Cobos's unsubstantiated claim that his attorneys were ineffective for incorrectly estimating his possible sentencing range is contradicted by his sworn statements at the change of plea hearing. “[T]he judge specifically addressed the possibility that [Cobos] could face a higher sentencing range tha[n] what his attorneys estimated, including a sentence up to the maximum sentence[] of ten years described by the prosecutor.” (Doc. 94 at 11 (quoting Doc. 91 at 16:3-18, 7:17).) Cobos agreed that he understood this possibility. (Doc. 91 at 16:18-19.) He also acknowledged this possibility in the plea agreement itself. (See Doc. 80 at 6.) The agreement provides that Cobos “understands that the minimum and maximum penalty the Court can impose is . . . imprisonment for a period of not more than ten years ” (Id. at 2.) Cobos further agreed that the United States had not made any agreement “that a specific sentence is the appropriate disposition of this case.” (Id. at 3.) Cobos agreed that the stipulations within the plea agreement “are not binding on the Court[,] . . . that the Court may choose to vary from the advisory guideline sentence[,]” and that his “final sentence is solely within the discretion of the Court.” (Id. at 6.) The Court finds Cobos fails to show ineffective assistance on this basis.

b. Objections to PSR

Cobos asserts that his attorneys were ineffective because they failed to file timely objections to the PSR or to file a video. (See Doc. 93 at 2.) As the Court will consider Cobos's objections on the merits despite the timing of his filing, he fails to show any prejudice. Accordingly, Cobos fails to show ineffective assistance of counsel on this basis.

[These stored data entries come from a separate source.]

#[cfg(feature = "ssr")]
#[tokio::main]
async fn main() {
    use axum::Router;
    use leptos::prelude::*;
    use leptos_axum::{generate_route_list, LeptosRoutes};
    use skillnode::app::*;
    use tower::ServiceBuilder;
    use tower_http::trace::TraceLayer;
    use tracing_subscriber::EnvFilter;

    tracing_subscriber::fmt()
        .with_env_filter(
            EnvFilter::try_from_default_env()
                .unwrap_or_else(|_| EnvFilter::new("skillnode=info,tower_http=info")),
        )
        .init();

    let conf = match get_configuration(None) {
        Ok(conf) => conf,
        Err(e) => {
            tracing::error!("couldn't read leptos configuration: {e}");
            std::process::exit(1);
        }
    };
    let addr = conf.leptos_options.site_addr;
    let leptos_options = conf.leptos_options;
    // Generate the list of routes in your Leptos App
    let routes = generate_route_list(App);

    if let Err(e) = skillnode::content::profile() {
        tracing::warn!("site content failed to load, pages will show an error: {e}");
    }

    let app = Router::new()
        .leptos_routes(&leptos_options, routes, {
            let leptos_options = leptos_options.clone();
            move || shell(leptos_options.clone())
        })
        .fallback(leptos_axum::file_and_error_handler(shell))
        .with_state(leptos_options)
        .layer(ServiceBuilder::new().layer(TraceLayer::new_for_http()));

    let listener = match tokio::net::TcpListener::bind(&addr).await {
        Ok(listener) => listener,
        Err(e) => {
            tracing::error!("couldn't bind {addr}: {e}");
            std::process::exit(1);
        }
    };
    tracing::info!("listening on http://{addr}");
    if let Err(e) = axum::serve(listener, app.into_make_service()).await {
        tracing::error!("server error: {e}");
        std::process::exit(1);
    }
}

#[cfg(not(feature = "ssr"))]
pub fn main() {
    // no client-side main function
    // unless we want this to work with e.g., Trunk for pure client-side testing
    // see lib.rs for hydration function instead
}
mod footer;
mod icons;
mod keyboard;
mod navbar;
mod portfolio;
mod profile;
mod stats;
mod tabs;

use leptos::{either::Either, prelude::*};
use leptos_meta::*;
use leptos_router::{components::*, path};

use crate::content::{profile, ContentError};
use footer::Footer;
use navbar::Navbar;
use profile::ProfilePage;

pub fn shell(options: LeptosOptions) -> impl IntoView {
    view! {
        <!DOCTYPE html>
        <html lang="en">
            <head>
                <meta charset="utf-8" />
                <meta name="viewport" content="width=device-width, initial-scale=1" />
                <AutoReload options=options.clone() />
                <HydrationScripts options />
                <meta name="color-scheme" content="light" />
                <link rel="shortcut icon" type="image/ico" href="/favicon.ico" />
                <link rel="stylesheet" id="leptos" href="/pkg/skillnode.css" />
                <MetaTags />
            </head>
            <body class="bg-zinc-50 text-zinc-900 antialiased">
                <App />
            </body>
        </html>
    }
}

#[component]
pub fn App() -> impl IntoView {
    // Provides context that manages stylesheets, titles, meta tags, etc.
    provide_meta_context();

    view! {
        <Title formatter=|title| format!("SKILLNODE - {title}") />
        <Meta name="description" content="Freelancer profile, portfolio and client feedback." />
        <Router>
            <div class="flex flex-col min-h-screen">{site()}</div>
        </Router>
    }
}

/// Page chrome around the routes. Runs inside the router.
fn site() -> impl IntoView {
    match profile() {
        Ok(p) => Either::Left(view! {
            <Navbar nav=&p.nav />
            <main class="flex-grow w-full">
                <Routes fallback=|| view! { <NotFound /> }>
                    <Route path=path!("/") view=ProfilePage />
                </Routes>
            </main>
            <Footer footer=&p.footer />
        }),
        Err(error) => Either::Right(view! { <ContentErrorCard error /> }),
    }
}

#[component]
fn NotFound() -> impl IntoView {
    #[cfg(feature = "ssr")]
    {
        if let Some(resp) = use_context::<leptos_axum::ResponseOptions>() {
            resp.set_status(http::StatusCode::NOT_FOUND);
        }
    }

    view! {
        <Title text="Page not found" />
        <section class="mx-auto max-w-7xl px-4 py-24 text-center">
            <p class="text-sm font-semibold text-[#124C98]">"404"</p>
            <h1 class="mt-2 text-2xl font-semibold">"Page not found."</h1>
            <A href="/" attr:class="mt-6 inline-block text-sm text-zinc-600 hover:underline">
                "Back to the profile"
            </A>
        </section>
    }
}

#[component]
fn ContentErrorCard(error: ContentError) -> impl IntoView {
    view! {
        <Title text="Unavailable" />
        <section class="mx-auto max-w-xl px-4 py-24">
            <div class="rounded-[22px] border border-red-200 bg-white p-6 shadow-sm">
                <h1 class="text-base font-semibold text-red-700">"This profile is unavailable"</h1>
                <p class="mt-2 text-sm text-zinc-600">{error.to_string()}</p>
            </div>
        </section>
    }
}
use thiserror::Error;

use super::Key;

#[derive(Error, Debug, Clone, Copy, PartialEq, Eq)]
pub enum LightboxError {
    #[error("lightbox needs at least one image")]
    Empty,
    #[error("image index {index} out of range for {len} images")]
    OutOfRange { index: usize, len: usize },
}

#[derive(Debug, Clone, Copy, PartialEq, Eq)]
pub enum LightboxState {
    Closed,
    Open(usize),
}

/// Image viewer over a fixed, non-empty sequence of `len` images.
///
/// The index wraps in both directions and is kept while closed, so
/// [`Lightbox::reopen`] resumes on the last image shown.
#[derive(Debug, Clone)]
pub struct Lightbox {
    len: usize,
    index: usize,
    open: bool,
}

impl Lightbox {
    pub fn new(len: usize) -> Result<Self, LightboxError> {
        if len == 0 {
            return Err(LightboxError::Empty);
        }
        Ok(Self {
            len,
            index: 0,
            open: false,
        })
    }

    pub fn len(&self) -> usize {
        self.len
    }

    /// Always false; [`Lightbox::new`] rejects an empty sequence.
    pub fn is_empty(&self) -> bool {
        self.len == 0
    }

    pub fn is_open(&self) -> bool {
        self.open
    }

    /// Current index. Retained while closed.
    pub fn index(&self) -> usize {
        self.index
    }

    pub fn state(&self) -> LightboxState {
        if self.open {
            LightboxState::Open(self.index)
        } else {
            LightboxState::Closed
        }
    }

    pub fn open(&mut self, at: usize) -> Result<(), LightboxError> {
        if at >= self.len {
            return Err(LightboxError::OutOfRange {
                index: at,
                len: self.len,
            });
        }
        log::debug!("lightbox opened at {at}");
        self.index = at;
        self.open = true;
        Ok(())
    }

    pub fn reopen(&mut self) {
        self.open = true;
    }

    pub fn close(&mut self) {
        if self.open {
            log::debug!("lightbox closed at {}", self.index);
        }
        self.open = false;
    }

    pub fn next(&mut self) {
        if self.open {
            self.index = (self.index + 1) % self.len;
        }
    }

    pub fn previous(&mut self) {
        if self.open {
            self.index = (self.index + self.len - 1) % self.len;
        }
    }

    /// Returns true if the key was consumed.
    pub fn handle_key(&mut self, key: Key) -> bool {
        if !self.open {
            return false;
        }
        match key {
            Key::Escape => self.close(),
            Key::ArrowRight => self.next(),
            Key::ArrowLeft => self.previous(),
            Key::Other => return false,
        }
        true
    }

    /// One-based position, e.g. `3 / 12`.
    pub fn counter(&self) -> String {
        format!("{} / {}", self.index + 1, self.len)
    }
}

#[cfg(test)]
mod tests {
    use super::*;

    #[test]
    fn test_empty_rejected() {
        assert_eq!(Lightbox::new(0).unwrap_err(), LightboxError::Empty);
    }

    #[test]
    fn test_starts_closed_at_zero() {
        let lb = Lightbox::new(3).unwrap();
        assert_eq!(lb.state(), LightboxState::Closed);
        assert_eq!(lb.index(), 0);
        assert_eq!(lb.len(), 3);
        assert!(!lb.is_empty());
    }

    #[test]
    fn test_open_out_of_range() {
        let mut lb = Lightbox::new(4).unwrap();
        assert_eq!(
            lb.open(4),
            Err(LightboxError::OutOfRange { index: 4, len: 4 })
        );
        assert_eq!(lb.state(), LightboxState::Closed);
        assert!(lb.open(3).is_ok());
        assert_eq!(lb.state(), LightboxState::Open(3));
    }

    #[test]
    fn test_next_cycle_closes() {
        for n in 1..=13 {
            for start in 0..n {
                let mut lb = Lightbox::new(n).unwrap();
                lb.open(start).unwrap();
                for _ in 0..n {
                    lb.next();
                    assert!(lb.index() < n);
                }
                assert_eq!(lb.index(), start, "n = {n}, start = {start}");
            }
        }
    }

    #[test]
    fn test_previous_cycle_closes() {
        for n in 1..=13 {
            for start in 0..n {
                let mut lb = Lightbox::new(n).unwrap();
                lb.open(start).unwrap();
                for _ in 0..n {
                    lb.previous();
                    assert!(lb.index() < n);
                }
                assert_eq!(lb.index(), start, "n = {n}, start = {start}");
            }
        }
    }

    #[test]
    fn test_wraps_at_both_ends() {
        let mut lb = Lightbox::new(5).unwrap();
        lb.open(0).unwrap();
        lb.previous();
        assert_eq!(lb.index(), 4);
        lb.next();
        assert_eq!(lb.index(), 0);

        let mut single = Lightbox::new(1).unwrap();
        single.open(0).unwrap();
        single.previous();
        assert_eq!(single.index(), 0);
        single.next();
        assert_eq!(single.index(), 0);
    }

    #[test]
    fn test_close_retains_index() {
        let mut lb = Lightbox::new(6).unwrap();
        lb.open(4).unwrap();
        lb.close();
        assert_eq!(lb.state(), LightboxState::Closed);
        assert_eq!(lb.index(), 4);
        lb.reopen();
        assert_eq!(lb.state(), LightboxState::Open(4));
    }

    #[test]
    fn test_navigation_ignored_while_closed() {
        let mut lb = Lightbox::new(6).unwrap();
        lb.open(2).unwrap();
        lb.close();
        lb.next();
        lb.previous();
        lb.previous();
        assert!(!lb.handle_key(Key::ArrowRight));
        assert_eq!(lb.index(), 2);
    }

    #[test]
    fn test_keyboard_scenario_twelve_images() {
        let mut lb = Lightbox::new(12).unwrap();
        lb.open(0).unwrap();
        assert!(lb.handle_key(Key::ArrowLeft));
        assert_eq!(lb.index(), 11);
        lb.handle_key(Key::ArrowRight);
        lb.handle_key(Key::ArrowRight);
        assert_eq!(lb.index(), 1);
        assert!(lb.handle_key(Key::Escape));
        assert_eq!(lb.state(), LightboxState::Closed);
    }

    #[test]
    fn test_other_keys_not_consumed() {
        let mut lb = Lightbox::new(2).unwrap();
        lb.open(1).unwrap();
        assert!(!lb.handle_key(Key::Other));
        assert_eq!(lb.state(), LightboxState::Open(1));
    }

    #[test]
    fn test_counter() {
        let mut lb = Lightbox::new(12).unwrap();
        lb.open(2).unwrap();
        assert_eq!(lb.counter(), "3 / 12");
    }
}
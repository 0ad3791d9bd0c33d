use leptos::prelude::*;

use crate::content::FooterConfig;

use super::icons::SocialGlyph;

#[component]
pub fn Footer(footer: &'static FooterConfig) -> impl IntoView {
    let brand = footer.brand.trim_end_matches('.');

    view! {
        <footer class="relative mt-auto overflow-hidden bg-[#0B1220] text-zinc-300" data-build=env!("BUILD_TIME")>
            <div class="relative z-10 mx-auto max-w-7xl px-4 py-12 sm:px-6 lg:px-8">
                <div class="grid grid-cols-1 gap-10 md:grid-cols-12">
                    <div class="md:col-span-4">
                        <p class="text-lg font-semibold tracking-wide text-white">{footer.brand.clone()}</p>
                        <p class="mt-3 max-w-sm text-sm text-zinc-400">{footer.blurb.clone()}</p>
                        <div class="mt-5 flex items-center gap-3">
                            {footer
                                .socials
                                .iter()
                                .map(|s| {
                                    view! {
                                        <a
                                            href=s.href.clone()
                                            aria-label=s.name.clone()
                                            title=s.name.clone()
                                            class="inline-flex h-9 w-9 items-center justify-center rounded-full bg-white/10 text-white transition hover:bg-white/20"
                                        >
                                            <SocialGlyph icon=s.icon />
                                        </a>
                                    }
                                })
                                .collect_view()}
                        </div>
                    </div>

                    <div class="grid grid-cols-2 gap-8 sm:grid-cols-3 md:col-span-8">
                        {footer
                            .columns
                            .iter()
                            .map(|col| {
                                view! {
                                    <div>
                                        <h4 class="text-sm font-semibold text-white">{col.title.clone()}</h4>
                                        <ul class="mt-4 space-y-2 text-sm">
                                            {col
                                                .links
                                                .iter()
                                                .map(|l| {
                                                    view! {
                                                        <li>
                                                            <a href=l.href.clone() class="text-zinc-400 transition hover:text-white">
                                                                {l.label.clone()}
                                                            </a>
                                                        </li>
                                                    }
                                                })
                                                .collect_view()}
                                        </ul>
                                    </div>
                                }
                            })
                            .collect_view()}
                    </div>
                </div>

                <div class="my-8 h-px bg-gradient-to-r from-transparent via-white/15 to-transparent" />

                <div class="flex flex-col items-start justify-between gap-4 text-xs text-zinc-500 sm:flex-row sm:items-center">
                    <p>{format!("© {} {brand}. All rights reserved.", env!("BUILD_YEAR"))}</p>
                    <nav class="flex flex-wrap gap-x-5 gap-y-2">
                        {footer
                            .legal
                            .iter()
                            .map(|l| {
                                view! {
                                    <a href=l.href.clone() class="transition hover:text-zinc-300">
                                        {l.label.clone()}
                                    </a>
                                }
                            })
                            .collect_view()}
                    </nav>
                </div>
            </div>

            <p
                class="animate-gradient pointer-events-none absolute -bottom-6 left-1/2 -translate-x-1/2 select-none whitespace-nowrap bg-gradient-to-r from-white/5 via-white/10 to-white/5 bg-clip-text text-[18vw] font-black leading-none text-transparent"
                aria-hidden="true"
            >
                {brand.to_uppercase()}
            </p>
        </footer>
    }
}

c. Investigation of exculpatory evidence

Cobos alleges that his prior attorneys failed to pursue investigation of exculpatory evidence. (Doc. 93 at 2.) Where a defendant alleges ineffective assistance based on “a failure to investigate or discover potentially exculpatory evidence, the determination whether the error ‘prejudiced' the defendant by causing him to plead guilty rather than go to trial will depend on the likelihood that discovery of the evidence would have led counsel to change his recommendation as to the plea.” Hill v. Lockhart, 474 U.S. 52, 59 (1985). “To show prejudice in the guilty plea context, the defendant must establish that ‘there is a reasonable probability that, but for counsel's errors, he would not have pleaded guilty and insisted on going to trial.'” Gordon, 4 F.3d at 1570 (quoting Hill, 474 U.S. at 59, 106 S.Ct. at 370.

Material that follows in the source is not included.